Tainan prosecutors and police yesterday said they have begun investigations into a prominent cram school teacher surnamed Chen (陳) who has been accused of sexually abusing a student who later committed suicide.
The Tainan Prosecutors’ Office confirmed that a judicial investigation now under way, headed by prosecutors of the Women and Children Protection Section, while the Tainan Police Department has formed a special task force to seek out persons of interest for information regarding the case.
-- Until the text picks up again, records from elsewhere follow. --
use hickory_proto::op::{Message, ResponseCode};
use hickory_proto::rr::{RData, RecordType};
use sluice_dns_domain::DomainError;
use std::net::IpAddr;
use tracing::debug;

#[derive(Debug, Clone)]
pub struct DnsResponse {
    pub addresses: Vec<IpAddr>,

    pub rcode: ResponseCode,

    pub truncated: bool,

    pub min_ttl: Option<u32>,

    pub message: Message,
}

impl DnsResponse {
    pub fn is_server_error(&self) -> bool {
        matches!(
            self.rcode,
            ResponseCode::ServFail | ResponseCode::Refused | ResponseCode::NotImp
        )
    }
}

/// First question of a query: lowercased name without the trailing dot.
#[derive(Debug, Clone, PartialEq, Eq)]
pub struct QuestionInfo {
    pub id: u16,
    pub name: String,
    pub record_type: RecordType,
}

pub struct ResponseParser;

impl ResponseParser {
    pub fn parse(response_bytes: &[u8]) -> Result<DnsResponse, DomainError> {
        let message = Message::from_vec(response_bytes).map_err(|e| {
            DomainError::InvalidContent(format!("Failed to parse DNS response: {}", e))
        })?;

        let rcode = message.response_code();
        let truncated = message.truncated();

        let mut addresses = Vec::with_capacity(message.answers().len().min(8));
        let mut min_ttl: Option<u32> = None;

        for record in message.answers() {
            let record_ttl = record.ttl();
            min_ttl = Some(min_ttl.map_or(record_ttl, |current| current.min(record_ttl)));

            match record.data() {
                RData::A(a) => addresses.push(IpAddr::V4(a.0)),
                RData::AAAA(aaaa) => addresses.push(IpAddr::V6(aaaa.0)),
                _ => {}
            }
        }

        debug!(
            rcode = ?rcode,
            addresses = addresses.len(),
            truncated = truncated,
            "DNS response parsed"
        );

        Ok(DnsResponse {
            addresses,
            rcode,
            truncated,
            min_ttl,
            message,
        })
    }

    /// Reads the first question of a wire-format query.
    pub fn question(query_bytes: &[u8]) -> Result<QuestionInfo, DomainError> {
        let message = Message::from_vec(query_bytes).map_err(|e| {
            DomainError::InvalidContent(format!("Failed to parse DNS query: {}", e))
        })?;
        let query = message
            .queries()
            .first()
            .ok_or_else(|| DomainError::InvalidContent("DNS query has no question".into()))?;

        let name = query.name().to_lowercase().to_utf8();
        Ok(QuestionInfo {
            id: message.id(),
            name: name.trim_end_matches('.').to_string(),
            record_type: query.query_type(),
        })
    }
}
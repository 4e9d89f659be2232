use sluice_dns_domain::DnsConfig;
use std::path::{Path, PathBuf};

/// DNS settings for loopback tests: no private rDNS, short timeouts.
pub fn dns_config(upstream_servers: Vec<String>) -> DnsConfig {
    DnsConfig {
        upstream_servers,
        upstream_timeout: 500,
        use_private_rdns: false,
        restart_attempts: 2,
        ..DnsConfig::default()
    }
}

/// Writes a list file under `dir` and returns its absolute path.
pub fn write_list(dir: &Path, name: &str, lines: &[String]) -> PathBuf {
    let path = dir.join(name);
    std::fs::write(&path, format!("# {}\n{}\n", name, lines.join("\n"))).unwrap();
    path
}
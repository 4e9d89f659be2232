use sluice_dns_domain::{DomainError, ManagedUpstreamFile};
use std::sync::Arc;
use tracing::{info, instrument};

use crate::ports::{ConfigPersistence, ManagedUpstreamFileRepository, ResolutionReloader};

pub struct RemoveUpstreamFileUseCase {
    repository: Arc<dyn ManagedUpstreamFileRepository>,
    persistence: Arc<dyn ConfigPersistence>,
    reloader: Arc<dyn ResolutionReloader>,
}

impl RemoveUpstreamFileUseCase {
    pub fn new(
        repository: Arc<dyn ManagedUpstreamFileRepository>,
        persistence: Arc<dyn ConfigPersistence>,
        reloader: Arc<dyn ResolutionReloader>,
    ) -> Self {
        Self {
            repository,
            persistence,
            reloader,
        }
    }

    /// Removes the file at `url`; a removed enabled file triggers a reload.
    #[instrument(skip(self))]
    pub async fn execute(&self, url: &str) -> Result<ManagedUpstreamFile, DomainError> {
        let removed = self.repository.remove(url.trim()).await?;

        self.persistence
            .save_upstream_files(&self.repository.snapshot().await)
            .await?;

        info!(id = removed.id, url = %removed.url, "Upstream DNS file removed");

        if removed.enabled {
            self.reloader.reload().await?;
        }

        Ok(removed)
    }
}
pub mod config;
pub mod logging;

pub use config::load_config;
pub use logging::init_logging;
#![allow(dead_code)]

pub mod dns_server_mock;

pub use dns_server_mock::MockDnsServer;

use sluice_dns_application::ports::UpstreamOptions;
use sluice_dns_domain::{HttpVersion, UpstreamTlsConfig};
use sluice_dns_infrastructure::dns::StaticBootstrap;
use std::sync::Arc;
use std::time::Duration;

pub fn upstream_options() -> UpstreamOptions {
    UpstreamOptions {
        bootstrap: Arc::new(StaticBootstrap::default()),
        timeout: Duration::from_millis(500),
        http_versions: HttpVersion::preference(false),
        prefer_ipv6: false,
        tls: UpstreamTlsConfig::default(),
    }
}

pub fn lines(values: &[&str]) -> Vec<String> {
    values.iter().map(|s| s.to_string()).collect()
}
Tainan Police Chief Huang Chung-jen (黃宗仁) said that as public officials have made accusations against Chen, a criminal investigation has been launched, adding that authorities would interview the alleged victim’s parents, who live in Tainan, and others connected with the case.
Screengrab from Facebook
Chen, who teaches Chinese, has been at the center of a media furor after Kaohsiung City Councilor Hsiao Jung-ta (蕭永達) on Tuesday accused the teacher of seducing and raping a young writer surnamed Lin (林) during her school years. Lin committed suicide last week.
Lin, 26, had recently published a novel, which her parents said she wrote based on her traumatic experience as a teenage victim of sexual abuse by a cram school teacher. They said the incident led to their daughter's depression and eventual suicide.
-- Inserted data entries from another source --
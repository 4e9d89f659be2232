use sluice_dns_application::use_cases::{
    AddUpstreamFileUseCase, GetUpstreamFilesUseCase, RefreshUpstreamFilesUseCase,
    RemoveUpstreamFileUseCase, SetUpstreamFilePropertiesUseCase,
};
use std::sync::Arc;

#[derive(Clone)]
pub struct AppState {
    pub get_files: Arc<GetUpstreamFilesUseCase>,
    pub add_file: Arc<AddUpstreamFileUseCase>,
    pub remove_file: Arc<RemoveUpstreamFileUseCase>,
    pub set_file_properties: Arc<SetUpstreamFilePropertiesUseCase>,
    pub refresh_files: Arc<RefreshUpstreamFilesUseCase>,
}
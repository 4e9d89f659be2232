use super::query::{query_server, QueryAttemptResult};
use crate::dns::upstream::UpstreamServer;
use futures::stream::FuturesUnordered;
use futures::StreamExt;
use sluice_dns_domain::DomainError;
use std::sync::Arc;
use std::time::Duration;
use tokio::time::timeout;
use tracing::{debug, warn};

/// Queries every upstream at once and keeps the first answer.
///
/// With `fastest_timeout` set, answers carrying addresses win; address-less
/// answers are held back until the window closes.
pub struct ParallelStrategy {
    fastest_timeout: Option<Duration>,
}

impl ParallelStrategy {
    pub fn new() -> Self {
        Self {
            fastest_timeout: None,
        }
    }

    pub fn fastest(window: Duration) -> Self {
        Self {
            fastest_timeout: Some(window),
        }
    }

    pub async fn exchange(
        &self,
        servers: &[Arc<UpstreamServer>],
        query_bytes: &[u8],
    ) -> Result<QueryAttemptResult, DomainError> {
        if servers.is_empty() {
            return Err(DomainError::Network("No upstream servers available".into()));
        }
        debug!(strategy = "parallel", servers = servers.len(), "Racing all upstreams");

        let window = self
            .fastest_timeout
            .unwrap_or_else(|| servers.iter().map(|s| s.timeout()).max().unwrap_or_default());
        let prefer_addresses = self.fastest_timeout.is_some();

        let mut abort_handles = Vec::with_capacity(servers.len());
        let mut futs = FuturesUnordered::new();

        for server in servers {
            let server = Arc::clone(server);
            let query = query_bytes.to_vec();
            let handle = tokio::spawn(async move { query_server(&server, &query).await });
            abort_handles.push(handle.abort_handle());
            futs.push(handle);
        }

        let mut held: Option<QueryAttemptResult> = None;
        let mut last_error: Option<DomainError> = None;

        let raced = timeout(window, async {
            while let Some(join_result) = futs.next().await {
                match join_result {
                    Ok(Ok(r)) if !prefer_addresses || !r.response.addresses.is_empty() => {
                        debug!(server = %r.server, latency_ms = r.latency_ms, "Fastest response");
                        return Some(r);
                    }
                    Ok(Ok(r)) => {
                        if held.is_none() {
                            held = Some(r);
                        }
                    }
                    Ok(Err(e)) => {
                        debug!(error = %e, "Server failed");
                        last_error = Some(e);
                    }
                    Err(e) => warn!(error = %e, "Task panicked"),
                }
            }
            None
        })
        .await;

        for handle in &abort_handles {
            handle.abort();
        }

        let timed_out = match raced {
            Ok(Some(winner)) => return Ok(winner),
            Ok(None) => false,
            Err(_) => true,
        };
        if let Some(held) = held {
            return Ok(held);
        }
        Err(match last_error {
            _ if timed_out => DomainError::Network(format!(
                "Parallel query timeout after {}ms",
                window.as_millis()
            )),
            Some(e) => e,
            None => DomainError::Network("All parallel queries failed".into()),
        })
    }
}

impl Default for ParallelStrategy {
    fn default() -> Self {
        Self::new()
    }
}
The death of the young writer, who had an outstanding academic record, sparked widespread public discussion about the darker side of the nation’s educational culture, particularly allegations of sexual abuse by male teachers in both public and private institutions.
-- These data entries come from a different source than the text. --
use rustc_hash::FxHashSet;
use serde::{Deserialize, Serialize};
use std::fmt;

/// Marker that starts a trailing comment in upstream list files.
pub const COMMENT_MARKER: char = '#';

/// Upstream used for the main group when no upstream is configured at all.
pub const DEFAULT_UPSTREAM: &str = "https://dns10.quad9.net/dns-query";

/// The three upstream groups a resolution state is built from.
#[derive(Debug, Clone, Copy, PartialEq, Eq, Hash, Serialize, Deserialize)]
#[serde(rename_all = "snake_case")]
pub enum UpstreamGroupKind {
    Main,
    PrivateRdns,
    Fallback,
}

impl UpstreamGroupKind {
    pub fn as_str(&self) -> &'static str {
        match self {
            Self::Main => "main",
            Self::PrivateRdns => "private rdns",
            Self::Fallback => "fallback",
        }
    }
}

impl fmt::Display for UpstreamGroupKind {
    fn fmt(&self, f: &mut fmt::Formatter<'_>) -> fmt::Result {
        f.write_str(self.as_str())
    }
}

#[derive(Debug, Clone, Copy, PartialEq, Eq, Hash)]
pub enum HttpVersion {
    Http11,
    Http2,
    Http3,
}

impl HttpVersion {
    /// Preferred HTTP versions for DNS-over-HTTPS upstreams, most preferred first.
    pub fn preference(use_http3: bool) -> Vec<HttpVersion> {
        if use_http3 {
            vec![Self::Http3, Self::Http2, Self::Http11]
        } else {
            vec![Self::Http2, Self::Http11]
        }
    }
}

impl fmt::Display for HttpVersion {
    fn fmt(&self, f: &mut fmt::Formatter<'_>) -> fmt::Result {
        match self {
            Self::Http11 => f.write_str("http/1.1"),
            Self::Http2 => f.write_str("h2"),
            Self::Http3 => f.write_str("h3"),
        }
    }
}

/// Merges upstream lists, keeping the first occurrence of every value.
///
/// Lists are concatenated in argument order, so the first list wins on
/// duplicates. Static upstreams are passed first to take priority over
/// managed-file upstreams.
pub fn merge_upstreams<L: AsRef<[String]>>(lists: &[L]) -> Vec<String> {
    let total: usize = lists.iter().map(|l| l.as_ref().len()).sum();
    let mut seen: FxHashSet<&str> = FxHashSet::default();
    let mut merged = Vec::with_capacity(total);

    for list in lists {
        for upstream in list.as_ref() {
            if seen.insert(upstream.as_str()) {
                merged.push(upstream.clone());
            }
        }
    }

    merged
}

/// Strips a trailing comment and surrounding whitespace from one line.
///
/// A comment starts at a marker that opens the line or follows whitespace.
/// The exclusion marker of `[/domain/]#` is kept and anything after it
/// dropped.
pub fn trim_upstream_line(line: &str) -> &str {
    let mut prev: Option<char> = None;
    let mut end = line.len();
    for (idx, c) in line.char_indices() {
        if c == COMMENT_MARKER {
            match prev {
                None => {
                    end = idx;
                    break;
                }
                Some(p) if p.is_whitespace() => {
                    end = idx;
                    break;
                }
                Some(']') => {
                    end = idx + c.len_utf8();
                    break;
                }
                Some(_) => {}
            }
        }
        prev = Some(c);
    }
    line[..end].trim()
}

/// Splits list file content into upstream lines.
///
/// Comments are stripped, whitespace trimmed and blank results dropped.
/// Both `\n` and `\r` terminate a line.
pub fn parse_upstream_lines(text: &str) -> Vec<String> {
    text.split(['\n', '\r'])
        .map(trim_upstream_line)
        .filter(|line| !line.is_empty())
        .map(str::to_string)
        .collect()
}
According to one media outlet, the cram school’s owner on Friday last week asked Chen about the allegations against him and quoted him as saying: “She [Lin] is already dead. Anything I say about [the matter] is not going to help.”
“We want to terminate his contract, and he does not want to teach anymore,” the owner told reporters.
On Friday last week, Lin’s parents issued a statement through her publisher alleging that she had been raped years ago by a cram school teacher and that the trauma had led to her death.
As the statement contained Lin’s full name, it was met with a warning from the Ministry of Health and Welfare, which said that a victim’s name cannot be disclosed due to the Sexual Assault Crime Prevention Act (性侵害犯罪防治法), which aims to protect the identity and privacy of sexual assault victims.
The ministry’s warning triggered a wave of criticism.
However, in a legislative session on Wednesday, Minister of Health and Welfare Chen Shih-chung (陳時中) said no fine would be levied against Lin’s parents, as warnings were meant to protect victims.
Later that day, Taipei Department of Information and Tourism Commissioner Chien Yu-yen (簡余晏) said that Lin’s name should be disclosed, because the issue allegedly behind her death is significant to social justice.
Naming Lin in media reports is the right thing to do, Chien said, adding that her parents had already issued a statement alleging that she was a victim of sexual assault.
Chien said that disclosure of Lin’s name does not violate Article 13 of the act, which stipulates that “publicity material, publications, broadcasts, television, Internet content or other kinds of media should not report or publish the name or any other personal identifiable information about the victim,” as it also says that such limitations do not apply if authorities consider the disclosure as necessary in matters of social justice.
Separately yesterday, the Control Yuan announced that it would commence a review of authorities’ oversight of educational institutions and whether mechanisms to file complaints and ask for help are in place.